Please restate the listing below in full, word for word.

•••••

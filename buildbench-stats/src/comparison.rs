//! Mean Comparison
//!
//! Relative change between two build systems' mean build times. The sample
//! counts involved (a few runs per system) are far too small for resampling,
//! so the comparison is a direct ratio of means.

use crate::summary::Stats;
use serde::{Deserialize, Serialize};

/// Result of comparing a candidate's mean against a baseline's mean
#[derive(Debug, Clone, Copy, PartialEq, Serialize, Deserialize)]
pub struct MeanComparison {
    /// `candidate.mean - baseline.mean`
    pub absolute_change: f64,
    /// Relative change in percent: `(candidate - baseline) / baseline * 100`
    pub relative_change: f64,
    /// `baseline.mean / candidate.mean` (>1.0 = candidate is faster)
    pub speedup: f64,
}

/// Compare candidate against baseline by mean.
///
/// A zero mean on either side yields a relative change of 0 and a speedup of 1.
pub fn compare_means(baseline: &Stats, candidate: &Stats) -> MeanComparison {
    let absolute_change = candidate.mean - baseline.mean;
    let relative_change = if baseline.mean > 0.0 {
        (absolute_change / baseline.mean) * 100.0
    } else {
        0.0
    };
    let speedup = if baseline.mean > 0.0 && candidate.mean > 0.0 {
        baseline.mean / candidate.mean
    } else {
        1.0
    };

    MeanComparison {
        absolute_change,
        relative_change,
        speedup,
    }
}
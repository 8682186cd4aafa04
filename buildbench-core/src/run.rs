//! Per-run measurement records

use chrono::{DateTime, Utc};
use serde::{Deserialize, Serialize};

/// One sampling tick
#[derive(Debug, Clone, Copy, PartialEq, Serialize, Deserialize)]
pub struct ResourceSample {
    /// Wall-clock time of the tick in epoch milliseconds
    pub timestamp_ms: u64,
    /// Private resident bytes
    pub heap_used: u64,
    /// Data + stack segment bytes
    pub heap_total: u64,
    /// Resident set size in bytes
    pub rss: u64,
    /// Shared resident bytes
    pub external: u64,
    /// User CPU time consumed since the previous tick, as % of wall time
    pub cpu_user_pct: f64,
    /// System CPU time consumed since the previous tick, as % of wall time
    pub cpu_system_pct: f64,
}

/// Memory projection of a [`ResourceSample`]
#[derive(Debug, Clone, Copy, PartialEq, Eq, Serialize, Deserialize)]
pub struct MemorySample {
    /// Wall-clock time of the tick in epoch milliseconds
    pub timestamp_ms: u64,
    /// Private resident bytes
    pub heap_used: u64,
    /// Data + stack segment bytes
    pub heap_total: u64,
    /// Resident set size in bytes
    pub rss: u64,
    /// Shared resident bytes
    pub external: u64,
}

/// CPU projection of a [`ResourceSample`]
#[derive(Debug, Clone, Copy, PartialEq, Serialize, Deserialize)]
pub struct CpuSample {
    /// Wall-clock time of the tick in epoch milliseconds
    pub timestamp_ms: u64,
    /// User CPU % over the tick
    pub user_pct: f64,
    /// System CPU % over the tick
    pub system_pct: f64,
}

impl From<&ResourceSample> for MemorySample {
    fn from(s: &ResourceSample) -> Self {
        Self {
            timestamp_ms: s.timestamp_ms,
            heap_used: s.heap_used,
            heap_total: s.heap_total,
            rss: s.rss,
            external: s.external,
        }
    }
}

impl From<&ResourceSample> for CpuSample {
    fn from(s: &ResourceSample) -> Self {
        Self {
            timestamp_ms: s.timestamp_ms,
            user_pct: s.cpu_user_pct,
            system_pct: s.cpu_system_pct,
        }
    }
}

/// Field-wise maximum memory over a timeline
#[derive(Debug, Clone, Copy, Default, PartialEq, Eq, Serialize, Deserialize)]
pub struct MemoryPeak {
    /// Highest private resident bytes
    pub heap_used: u64,
    /// Highest data + stack segment bytes
    pub heap_total: u64,
    /// Highest resident set size
    pub rss: u64,
    /// Highest shared resident bytes
    pub external: u64,
}

/// Field-wise maximum CPU usage over a timeline
#[derive(Debug, Clone, Copy, Default, PartialEq, Serialize, Deserialize)]
pub struct CpuPeak {
    /// Highest user CPU %
    pub user_pct: f64,
    /// Highest system CPU %
    pub system_pct: f64,
    /// Highest single-tick `user + system`
    pub total_pct: f64,
}

impl MemoryPeak {
    /// Field-wise maximum of two peaks
    pub fn merge(self, other: Self) -> Self {
        Self {
            heap_used: self.heap_used.max(other.heap_used),
            heap_total: self.heap_total.max(other.heap_total),
            rss: self.rss.max(other.rss),
            external: self.external.max(other.external),
        }
    }

    /// Fold a timeline into its peaks (all zero when empty)
    pub fn from_timeline(timeline: &[MemorySample]) -> Self {
        timeline
            .iter()
            .map(Self::from)
            .fold(Self::default(), Self::merge)
    }
}

impl From<&MemorySample> for MemoryPeak {
    fn from(s: &MemorySample) -> Self {
        Self {
            heap_used: s.heap_used,
            heap_total: s.heap_total,
            rss: s.rss,
            external: s.external,
        }
    }
}

impl CpuPeak {
    /// Field-wise maximum of two peaks
    pub fn merge(self, other: Self) -> Self {
        Self {
            user_pct: self.user_pct.max(other.user_pct),
            system_pct: self.system_pct.max(other.system_pct),
            total_pct: self.total_pct.max(other.total_pct),
        }
    }

    /// Fold a timeline into its peaks (all zero when empty)
    pub fn from_timeline(timeline: &[CpuSample]) -> Self {
        timeline
            .iter()
            .map(Self::from)
            .fold(Self::default(), Self::merge)
    }
}

impl From<&CpuSample> for CpuPeak {
    fn from(s: &CpuSample) -> Self {
        Self {
            user_pct: s.user_pct,
            system_pct: s.system_pct,
            total_pct: s.user_pct + s.system_pct,
        }
    }
}

/// One completed execution attempt of a build command
#[derive(Debug, Clone, PartialEq, Serialize, Deserialize)]
pub struct BuildRun {
    /// Command line that was run
    pub command: String,
    /// When the process was spawned
    pub started_at: DateTime<Utc>,
    /// Wall-clock duration from spawn to exit
    pub duration_ms: u64,
    /// Exit code, or `128 + signal`
    pub exit_code: i32,
    /// Memory counters per tick
    pub memory_timeline: Vec<MemorySample>,
    /// CPU usage per tick
    pub cpu_timeline: Vec<CpuSample>,
    /// Peaks of `memory_timeline`
    pub peak_memory: MemoryPeak,
    /// Peaks of `cpu_timeline`
    pub peak_cpu: CpuPeak,
}

impl BuildRun {
    /// Assemble a run from its sampled timeline, deriving both projections and peaks.
    pub fn from_samples(
        command: impl Into<String>,
        started_at: DateTime<Utc>,
        duration_ms: u64,
        exit_code: i32,
        samples: &[ResourceSample],
    ) -> Self {
        let memory_timeline: Vec<MemorySample> = samples.iter().map(MemorySample::from).collect();
        let cpu_timeline: Vec<CpuSample> = samples.iter().map(CpuSample::from).collect();
        let peak_memory = MemoryPeak::from_timeline(&memory_timeline);
        let peak_cpu = CpuPeak::from_timeline(&cpu_timeline);

        Self {
            command: command.into(),
            started_at,
            duration_ms,
            exit_code,
            memory_timeline,
            cpu_timeline,
            peak_memory,
            peak_cpu,
        }
    }

    /// Whether the run may be accepted into aggregation
    pub fn succeeded(&self) -> bool {
        self.exit_code == 0
    }
}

•••••

● COMPLETED EXERCISE
filename buildbench-stats/src/comparison.rs
//! Mean Comparison
//!
//! Relative change between two build systems' mean build times. The sample
//! counts involved (a few runs per system) are far too small for resampling,
//! so the comparison is a direct ratio of means.

use crate::summary::Stats;
use serde::{Deserialize, Serialize};

/// Result of comparing a candidate's mean against a baseline's mean
#[derive(Debug, Clone, Copy, PartialEq, Serialize, Deserialize)]
pub struct MeanComparison {
    /// `candidate.mean - baseline.mean`
    pub absolute_change: f64,
    /// Relative change in percent: `(candidate - baseline) / baseline * 100`
    pub relative_change: f64,
    /// `baseline.mean / candidate.mean` (>1.0 = candidate is faster)
    pub speedup: f64,
}

/// Compare candidate against baseline by mean.
///
/// A zero mean on either side yields a relative change of 0 and a speedup of 1.
pub fn compare_means(baseline: &Stats, candidate: &Stats) -> MeanComparison {
    let absolute_change = candidate.mean - baseline.mean;
    let relative_change = if baseline.mean > 0.0 {
        (absolute_change / baseline.mean) * 100.0
    } else {
        0.0
    };
    let speedup = if baseline.mean > 0.0 && candidate.mean > 0.0 {
        baseline.mean / candidate.mean
    } else {
        1.0
    };

    MeanComparison {
        absolute_change,
        relative_change,
        speedup,
    }
}
repository 8682186cd4aafa04
filename buildbench-core/src/run.rs
//! Per-run measurement records

use chrono::{DateTime, Utc};
use serde::{Deserialize, Serialize};

/// One sampling tick
#[derive(Debug, Clone, Copy, PartialEq, Serialize, Deserialize)]
pub struct ResourceSample {
    /// Wall-clock time of the tick in epoch milliseconds
    pub timestamp_ms: u64,
    /// Private resident bytes
    pub heap_used: u64,
    /// Data + stack segment bytes
    pub heap_total: u64,
    /// Resident set size in bytes
    pub rss: u64,
    /// Shared resident bytes
    pub external: u64,
    /// User CPU time consumed since the previous tick, as % of wall time
    pub cpu_user_pct: f64,
    /// System CPU time consumed since the previous tick, as % of wall time
    pub cpu_system_pct: f64,
}

/// Memory projection of a [`ResourceSample`]
#[derive(Debug, Clone, Copy, PartialEq, Eq, Serialize, Deserialize)]
pub struct MemorySample {
    /// Wall-clock time of the tick in epoch milliseconds
    pub timestamp_ms: u64,
    /// Private resident bytes
    pub heap_used: u64,
    /// Data + stack segment bytes
    pub heap_total: u64,
    /// Resident set size in bytes
    pub rss: u64,
    /// Shared resident bytes
    pub external: u64,
}

/// CPU projection of a [`ResourceSample`]
#[derive(Debug, Clone, Copy, PartialEq, Serialize, Deserialize)]
pub struct CpuSample {
    /// Wall-clock time of the tick in epoch milliseconds
    pub timestamp_ms: u64,
    /// User CPU % over the tick
    pub user_pct: f64,
    /// System CPU % over the tick
    pub system_pct: f64,
}

impl From<&ResourceSample> for MemorySample {
    fn from(s: &ResourceSample) -> Self {
        Self {
            timestamp_ms: s.timestamp_ms,
            heap_used: s.heap_used,
            heap_total: s.heap_total,
            rss: s.rss,
            external: s.external,
        }
    }
}

impl From<&ResourceSample> for CpuSample {
    fn from(s: &ResourceSample) -> Self {
        Self {
            timestamp_ms: s.timestamp_ms,
            user_pct: s.cpu_user_pct,
            system_pct: s.cpu_system_pct,
        }
    }
}

/// Field-wise maximum memory over a timeline
#[derive(Debug, Clone, Copy, Default, PartialEq, Eq, Serialize, Deserialize)]
pub struct MemoryPeak {
    /// Highest private resident bytes
    pub heap_used: u64,
    /// Highest data + stack segment bytes
    pub heap_total: u64,
    /// Highest resident set size
    pub rss: u64,
    /// Highest shared resident bytes
    pub external: u64,
}

/// Field-wise maximum CPU usage over a timeline
#[derive(Debug, Clone, Copy, Default, PartialEq, Serialize, Deserialize)]
pub struct CpuPeak {
    /// Highest user CPU %
    pub user_pct: f64,
    /// Highest system CPU %
    pub system_pct: f64,
    /// Highest single-tick `user + system`
    pub total_pct: f64,
}

impl MemoryPeak {
    /// Field-wise maximum of two peaks
    pub fn merge(self, other: Self) -> Self {
        Self {
            heap_used: self.heap_used.max(other.heap_used),
            heap_total: self.heap_total.max(other.heap_total),
            rss: self.rss.max(other.rss),
            external: self.external.max(other.external),
        }
    }

    /// Fold a timeline into its peaks (all zero when empty)
    pub fn from_timeline(timeline: &[MemorySample]) -> Self {
        timeline
            .iter()
            .map(Self::from)
            .fold(Self::default(), Self::merge)
    }
}

impl From<&MemorySample> for MemoryPeak {
    fn from(s: &MemorySample) -> Self {
        Self {
            heap_used: s.heap_used,
            heap_total: s.heap_total,
            rss: s.rss,
            external: s.external,
        }
    }
}

impl CpuPeak {
    /// Field-wise maximum of two peaks
    pub fn merge(self, other: Self) -> Self {
        Self {
            user_pct: self.user_pct.max(other.user_pct),
            system_pct: self.system_pct.max(other.system_pct),
            total_pct: self.total_pct.max(other.total_pct),
        }
    }

    /// Fold a timeline into its peaks (all zero when empty)
    pub fn from_timeline(timeline: &[CpuSample]) -> Self {
        timeline
            .iter()
            .map(Self::from)
            .fold(Self::default(), Self::merge)
    }
}

impl From<&CpuSample> for CpuPeak {
    fn from(s: &CpuSample) -> Self {
        Self {
            user_pct: s.user_pct,
            system_pct: s.system_pct,
            total_pct: s.user_pct + s.system_pct,
        }
    }
}

/// One completed execution attempt of a build command
#[derive(Debug, Clone, PartialEq, Serialize, Deserialize)]
pub struct BuildRun {
    /// Command line that was run
    pub command: String,
    /// When the process was spawned
    pub started_at: DateTime<Utc>,
    /// Wall-clock duration from spawn to exit
    pub duration_ms: u64,
    /// Exit code, or `128 + signal`
    pub exit_code: i32,
    /// Memory counters per tick
    pub memory_timeline: Vec<MemorySample>,
    /// CPU usage per tick
    pub cpu_timeline: Vec<CpuSample>,
    /// Peaks of `memory_timeline`
    pub peak_memory: MemoryPeak,
    /// Peaks of `cpu_timeline`
    pub peak_cpu: CpuPeak,
}

impl BuildRun {
    /// Assemble a run from its sampled timeline, deriving both projections and peaks.
    pub fn from_samples(
        command: impl Into<String>,
        started_at: DateTime<Utc>,
        duration_ms: u64,
        exit_code: i32,
        samples: &[ResourceSample],
    ) -> Self {
        let memory_timeline: Vec<MemorySample> = samples.iter().map(MemorySample::from).collect();
        let cpu_timeline: Vec<CpuSample> = samples.iter().map(CpuSample::from).collect();
        let peak_memory = MemoryPeak::from_timeline(&memory_timeline);
        let peak_cpu = CpuPeak::from_timeline(&cpu_timeline);

        Self {
            command: command.into(),
            started_at,
            duration_ms,
            exit_code,
            memory_timeline,
            cpu_timeline,
            peak_memory,
            peak_cpu,
        }
    }

    /// Whether the run may be accepted into aggregation
    pub fn succeeded(&self) -> bool {
        self.exit_code == 0
    }
}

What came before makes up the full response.